EDITOR’S NOTE: This article was originally published on February 28, 2018, the day marking the 25th anniversary of the raid at the Branch Davidian compound in Elk, Texas.

The shootout claimed the lives of ATF Agents Steve Willis, 32, of the ATF’s Houston field division; Robert J. Williams, 26, of the ATF’s New Orleans field division, who was assigned to Little Rock; Conway LaBleu, 30, of the ATF’s New Orleans field division, and Todd McKeehan, 28, of the ATF’s New Orleans field division.

Seventeen other agents were wounded.

Law enforcement officers and some family members of the agents who died in the shootout attended a private memorial gathering Wednesday morning at the Texas Ranger Museum and Hall of Fame in Waco.

Branch Davidians Winston Blake, 28, British, Peter Gent, 24, Australian, Peter Hipsman, 28, Perry Jones, 64, and Jaydean Wendell, 34, also died.

Several hours later ATF agents shot and killed Davidian Michael Schroeder, 29, after he allegedly fired a pistol at agents outside the complex.

Schroeder’s autopsy would reveal he’d been shot seven times, five times in the back.
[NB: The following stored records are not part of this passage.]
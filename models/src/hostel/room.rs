// models/src/hostel/room.rs

use std::cmp::Ordering;

use chrono::{DateTime, NaiveDate, Utc};
use serde::{Deserialize, Serialize};

use super::{new_id, positive, required};
use crate::errors::{HostelError, HostelResult};

#[derive(Debug, Clone, Copy, Default, PartialEq, Eq, Serialize, Deserialize)]
#[serde(rename_all = "lowercase")]
pub enum RoomType {
    #[default]
    Single,
    Double,
}

#[derive(Debug, Clone, Copy, Default, PartialEq, Eq, Serialize, Deserialize)]
#[serde(rename_all = "lowercase")]
pub enum RoomStatus {
    #[default]
    Available,
    Occupied,
    Maintenance,
}

/// A resident bound to a room while their stay is active.
#[derive(Debug, Clone, PartialEq, Serialize, Deserialize)]
#[serde(rename_all = "camelCase")]
pub struct Occupant {
    pub resident_id: String,
    pub name: String,
    pub check_in_date: NaiveDate,
}

/// Stored room document.
///
/// `status == Occupied` holds exactly when `occupants` is non-empty; only
/// the assignment and checkout workflows move a room in or out of that state.
#[derive(Debug, Clone, PartialEq, Serialize, Deserialize)]
#[serde(rename_all = "camelCase")]
pub struct Room {
    pub id: String,
    pub number: String,
    #[serde(rename = "type")]
    pub room_type: RoomType,
    pub ac_flag: bool,
    pub price_per_month: f64,
    pub status: RoomStatus,
    pub occupants: Vec<Occupant>,
    pub created_at: DateTime<Utc>,
}

#[derive(Debug, Clone, Default, Deserialize)]
#[serde(rename_all = "camelCase")]
pub struct NewRoom {
    #[serde(default)]
    pub number: String,
    #[serde(rename = "type")]
    pub room_type: Option<RoomType>,
    pub ac_flag: Option<bool>,
    pub price_per_month: Option<f64>,
    pub status: Option<RoomStatus>,
}

#[derive(Debug, Clone, Default, Deserialize)]
#[serde(rename_all = "camelCase")]
pub struct RoomUpdate {
    pub number: Option<String>,
    #[serde(rename = "type")]
    pub room_type: Option<RoomType>,
    pub ac_flag: Option<bool>,
    pub price_per_month: Option<f64>,
    pub status: Option<RoomStatus>,
}

fn reject_manual_occupancy(status: Option<RoomStatus>) -> HostelResult<()> {
    if status == Some(RoomStatus::Occupied) {
        return Err(HostelError::validation(
            "status cannot be set to occupied directly; assign a resident instead",
        ));
    }
    Ok(())
}

impl Room {
    /// Validates a creation request and builds the stored document.
    pub fn from_new(new_room: NewRoom, now: DateTime<Utc>) -> HostelResult<Self> {
        let number = required("number", &new_room.number)?;
        let price_per_month = positive("pricePerMonth", new_room.price_per_month)?;
        reject_manual_occupancy(new_room.status)?;

        Ok(Room {
            id: new_id(),
            number,
            room_type: new_room.room_type.unwrap_or_default(),
            ac_flag: new_room.ac_flag.unwrap_or(false),
            price_per_month,
            status: new_room.status.unwrap_or_default(),
            occupants: Vec::new(),
            created_at: now,
        })
    }

    pub fn is_vacant(&self) -> bool {
        self.occupants.is_empty()
    }

    /// Applies a partial edit. Occupancy-owned fields stay locked while the
    /// room has occupants.
    pub fn apply_update(&mut self, update: RoomUpdate) -> HostelResult<()> {
        reject_manual_occupancy(update.status)?;

        let number = match update.number {
            Some(n) => Some(required("number", &n)?),
            None => None,
        };
        let price = match update.price_per_month {
            Some(p) => Some(positive("pricePerMonth", Some(p))?),
            None => None,
        };

        if !self.is_vacant() {
            if update.status.is_some_and(|s| s != self.status) {
                return Err(HostelError::conflict(format!(
                    "room {} is occupied; check out before changing its status",
                    self.number
                )));
            }
            if number.as_ref().is_some_and(|n| n != &self.number) {
                return Err(HostelError::conflict(format!(
                    "room {} is occupied; check out before renumbering it",
                    self.number
                )));
            }
        }

        if let Some(number) = number {
            self.number = number;
        }
        if let Some(room_type) = update.room_type {
            self.room_type = room_type;
        }
        if let Some(ac_flag) = update.ac_flag {
            self.ac_flag = ac_flag;
        }
        if let Some(price) = price {
            self.price_per_month = price;
        }
        if let Some(status) = update.status {
            self.status = status;
        }
        Ok(())
    }

    /// Binds an occupant. Fails unless the room is available and empty.
    pub fn occupy(&mut self, occupant: Occupant) -> HostelResult<()> {
        match self.status {
            RoomStatus::Occupied => {
                return Err(HostelError::conflict(format!("room {} is already occupied", self.number)));
            }
            RoomStatus::Maintenance => {
                return Err(HostelError::conflict(format!("room {} is under maintenance", self.number)));
            }
            RoomStatus::Available if !self.is_vacant() => {
                return Err(HostelError::conflict(format!("room {} is already occupied", self.number)));
            }
            RoomStatus::Available => {}
        }
        self.occupants.push(occupant);
        self.status = RoomStatus::Occupied;
        Ok(())
    }

    /// Releases every occupant and returns them. An empty room is left untouched.
    pub fn vacate(&mut self) -> Vec<Occupant> {
        if self.is_vacant() {
            return Vec::new();
        }
        self.status = RoomStatus::Available;
        std::mem::take(&mut self.occupants)
    }

    /// Orders room numbers numerically when both parse, else lexicographically.
    pub fn compare_numbers(a: &str, b: &str) -> Ordering {
        match (a.parse::<u64>(), b.parse::<u64>()) {
            (Ok(x), Ok(y)) => x.cmp(&y),
            (Ok(_), Err(_)) => Ordering::Less,
            (Err(_), Ok(_)) => Ordering::Greater,
            (Err(_), Err(_)) => a.cmp(b),
        }
    }
}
The group’s leader, David Koresh, was wounded, but survived.

But who were the people in the compound, where’d they come from and what were they doing?

An Army helicopter flies low and near the Branch Davidian compound near Waco, Texas on Friday,...
An Army helicopter flies low and near the Branch Davidian compound near Waco, Texas on Friday, April 3, 1993. The helicopter partially obscures a banner hung out a compound window by cult members reading “Rodney King, we understand.” (AP Photo/Charles Krupa)(Charles Krupa | ASSOCIATED PRESS)

THE BEGINNINGS

The group’s roots can be traced back to 1929 when Bulgarian-born immigrant Victor T. Houteff split from the Adventist church and established the Davidians, a small reform movement within the Seventh-Day Adventist Church, saying that his pure church was a prerequisite for Christ’s return to earth.

Both Houteff’s Davidians and later the Branch Davidians, led by Ben Roden beginning in 1955, were formed to prepare for the second advent of Christ, which the groups’ members believed was close at hand.

Houteff published a series of tracts called collectively The Shepherd’s Rod, in which he embraced the Adventist teachings of Christ’s imminent return, Saturday worship, dietary regulations and pacifism.

Houteff, after splintering from the Adventist church body, brought his followers to Waco where in 1935 he and 37 followers settled on a site that then was two miles west of Waco, which they named Mount Carmel.

Victor Houteff (left) and Benjamin Roden (right)
Victor Houteff (left) and Benjamin Roden (right)(COURTESY: The General Association of Branch Davidians Seventh Day Adventists)

Mount Carmel was a semi-communal organization where everybody worked, and got paid, and some worked outside the farm in Waco, but they were asked to make a double tithe to the group.

The group flourished in spite of the Great Depression and by 1940 had grown to 64 residents who’d built 10 buildings on their 375-acre farm.

Residents built a sewer system, a water system had electrical service and a telephone exchange.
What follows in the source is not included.